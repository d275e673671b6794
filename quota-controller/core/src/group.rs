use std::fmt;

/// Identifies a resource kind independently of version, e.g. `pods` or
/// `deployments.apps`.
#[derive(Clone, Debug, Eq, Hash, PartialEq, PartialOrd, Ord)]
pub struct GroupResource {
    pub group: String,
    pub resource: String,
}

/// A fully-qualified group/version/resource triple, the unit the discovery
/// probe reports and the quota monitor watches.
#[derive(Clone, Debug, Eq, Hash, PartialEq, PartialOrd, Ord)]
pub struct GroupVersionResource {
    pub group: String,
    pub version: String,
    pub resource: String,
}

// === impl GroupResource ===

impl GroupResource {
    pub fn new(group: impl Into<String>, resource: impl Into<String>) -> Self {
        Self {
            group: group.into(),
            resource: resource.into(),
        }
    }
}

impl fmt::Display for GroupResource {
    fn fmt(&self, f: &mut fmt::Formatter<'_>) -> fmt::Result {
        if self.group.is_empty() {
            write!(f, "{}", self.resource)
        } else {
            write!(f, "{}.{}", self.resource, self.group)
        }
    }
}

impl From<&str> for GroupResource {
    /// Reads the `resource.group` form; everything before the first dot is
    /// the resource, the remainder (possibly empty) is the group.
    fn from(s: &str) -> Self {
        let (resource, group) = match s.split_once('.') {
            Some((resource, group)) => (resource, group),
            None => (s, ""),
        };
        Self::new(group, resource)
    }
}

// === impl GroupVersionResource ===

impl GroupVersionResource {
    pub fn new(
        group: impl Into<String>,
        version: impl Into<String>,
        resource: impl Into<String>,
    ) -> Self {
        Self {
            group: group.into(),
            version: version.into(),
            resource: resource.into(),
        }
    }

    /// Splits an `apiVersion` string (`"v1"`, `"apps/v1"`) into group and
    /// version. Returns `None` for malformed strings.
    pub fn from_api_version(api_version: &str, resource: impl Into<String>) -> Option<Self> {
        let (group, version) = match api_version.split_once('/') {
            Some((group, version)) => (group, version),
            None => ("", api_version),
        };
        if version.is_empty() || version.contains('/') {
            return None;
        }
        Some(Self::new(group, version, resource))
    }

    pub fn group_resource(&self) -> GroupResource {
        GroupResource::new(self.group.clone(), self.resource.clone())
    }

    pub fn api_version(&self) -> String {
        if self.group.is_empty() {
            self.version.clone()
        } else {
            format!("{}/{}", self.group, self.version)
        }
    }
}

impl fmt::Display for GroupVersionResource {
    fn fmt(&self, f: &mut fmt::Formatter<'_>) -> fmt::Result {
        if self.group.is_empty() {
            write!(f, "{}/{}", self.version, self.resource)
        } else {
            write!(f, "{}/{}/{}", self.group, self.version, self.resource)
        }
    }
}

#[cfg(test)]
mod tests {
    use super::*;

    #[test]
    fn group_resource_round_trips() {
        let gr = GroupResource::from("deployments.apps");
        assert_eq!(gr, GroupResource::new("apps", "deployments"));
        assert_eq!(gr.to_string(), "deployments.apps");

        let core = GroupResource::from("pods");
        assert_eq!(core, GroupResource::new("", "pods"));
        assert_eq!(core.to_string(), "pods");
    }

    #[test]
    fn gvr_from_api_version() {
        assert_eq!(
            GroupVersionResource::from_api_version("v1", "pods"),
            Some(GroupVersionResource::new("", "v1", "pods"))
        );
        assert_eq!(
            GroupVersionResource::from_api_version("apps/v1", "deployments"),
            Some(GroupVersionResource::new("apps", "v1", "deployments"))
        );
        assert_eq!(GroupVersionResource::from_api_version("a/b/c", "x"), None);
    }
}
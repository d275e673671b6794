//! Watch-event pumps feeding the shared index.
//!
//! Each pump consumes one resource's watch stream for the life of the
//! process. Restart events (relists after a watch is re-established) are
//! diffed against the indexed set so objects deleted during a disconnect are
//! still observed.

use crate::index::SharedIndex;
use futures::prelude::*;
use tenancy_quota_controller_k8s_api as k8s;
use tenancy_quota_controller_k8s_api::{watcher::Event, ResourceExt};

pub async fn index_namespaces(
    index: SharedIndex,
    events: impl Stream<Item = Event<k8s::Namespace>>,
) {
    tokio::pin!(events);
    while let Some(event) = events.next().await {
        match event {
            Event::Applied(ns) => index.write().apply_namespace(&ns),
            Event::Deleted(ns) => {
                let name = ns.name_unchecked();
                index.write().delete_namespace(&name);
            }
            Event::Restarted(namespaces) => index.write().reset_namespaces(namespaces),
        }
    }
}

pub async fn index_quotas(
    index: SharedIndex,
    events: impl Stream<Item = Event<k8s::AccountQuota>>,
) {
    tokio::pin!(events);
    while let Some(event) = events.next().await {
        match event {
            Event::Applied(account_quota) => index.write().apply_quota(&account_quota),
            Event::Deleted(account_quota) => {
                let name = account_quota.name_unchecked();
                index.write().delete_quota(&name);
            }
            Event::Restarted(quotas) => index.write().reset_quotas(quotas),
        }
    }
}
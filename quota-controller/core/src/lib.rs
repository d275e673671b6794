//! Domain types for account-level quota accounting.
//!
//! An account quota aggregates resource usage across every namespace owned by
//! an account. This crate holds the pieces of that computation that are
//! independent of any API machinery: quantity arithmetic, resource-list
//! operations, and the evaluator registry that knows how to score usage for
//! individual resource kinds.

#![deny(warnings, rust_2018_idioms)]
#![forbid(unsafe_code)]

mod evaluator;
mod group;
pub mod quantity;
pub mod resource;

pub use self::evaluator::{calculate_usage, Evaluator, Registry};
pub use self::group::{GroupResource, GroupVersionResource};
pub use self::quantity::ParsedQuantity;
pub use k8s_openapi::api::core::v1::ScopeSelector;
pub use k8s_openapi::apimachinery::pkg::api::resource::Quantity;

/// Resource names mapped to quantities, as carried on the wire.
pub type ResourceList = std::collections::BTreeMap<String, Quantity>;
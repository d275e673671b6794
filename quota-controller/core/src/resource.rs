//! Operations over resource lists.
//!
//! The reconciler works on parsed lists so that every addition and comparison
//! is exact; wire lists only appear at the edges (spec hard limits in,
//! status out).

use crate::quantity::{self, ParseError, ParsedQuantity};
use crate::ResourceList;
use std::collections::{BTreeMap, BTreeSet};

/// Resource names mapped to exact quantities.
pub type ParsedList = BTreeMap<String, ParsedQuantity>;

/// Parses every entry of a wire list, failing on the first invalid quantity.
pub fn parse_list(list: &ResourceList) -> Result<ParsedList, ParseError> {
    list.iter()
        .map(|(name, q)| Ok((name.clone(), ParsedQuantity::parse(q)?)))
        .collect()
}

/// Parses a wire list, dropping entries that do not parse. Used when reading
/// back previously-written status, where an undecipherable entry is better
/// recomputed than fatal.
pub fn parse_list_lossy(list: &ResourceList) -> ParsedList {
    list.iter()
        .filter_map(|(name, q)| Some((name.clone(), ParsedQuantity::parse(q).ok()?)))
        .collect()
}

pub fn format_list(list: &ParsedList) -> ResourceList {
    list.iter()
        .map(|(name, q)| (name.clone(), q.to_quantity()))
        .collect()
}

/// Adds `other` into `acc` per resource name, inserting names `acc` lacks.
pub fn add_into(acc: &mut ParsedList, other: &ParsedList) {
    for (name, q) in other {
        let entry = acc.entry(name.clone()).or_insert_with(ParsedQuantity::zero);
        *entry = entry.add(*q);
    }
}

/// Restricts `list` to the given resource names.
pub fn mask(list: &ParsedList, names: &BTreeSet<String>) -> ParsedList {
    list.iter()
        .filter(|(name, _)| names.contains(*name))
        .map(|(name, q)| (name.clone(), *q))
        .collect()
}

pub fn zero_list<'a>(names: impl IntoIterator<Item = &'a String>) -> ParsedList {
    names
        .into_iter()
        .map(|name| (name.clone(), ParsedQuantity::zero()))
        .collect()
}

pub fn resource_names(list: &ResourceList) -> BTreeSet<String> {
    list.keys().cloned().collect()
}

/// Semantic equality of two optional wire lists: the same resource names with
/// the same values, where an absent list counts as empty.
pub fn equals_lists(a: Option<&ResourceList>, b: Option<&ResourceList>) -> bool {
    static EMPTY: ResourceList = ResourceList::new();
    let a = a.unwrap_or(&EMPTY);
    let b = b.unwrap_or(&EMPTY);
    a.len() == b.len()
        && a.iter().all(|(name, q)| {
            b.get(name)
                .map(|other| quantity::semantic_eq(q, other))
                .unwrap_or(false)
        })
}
● ● ● ● ●
A bare number is the whole answer: state how many lines in the data above contain "other".

SOLVED EXERCISE
4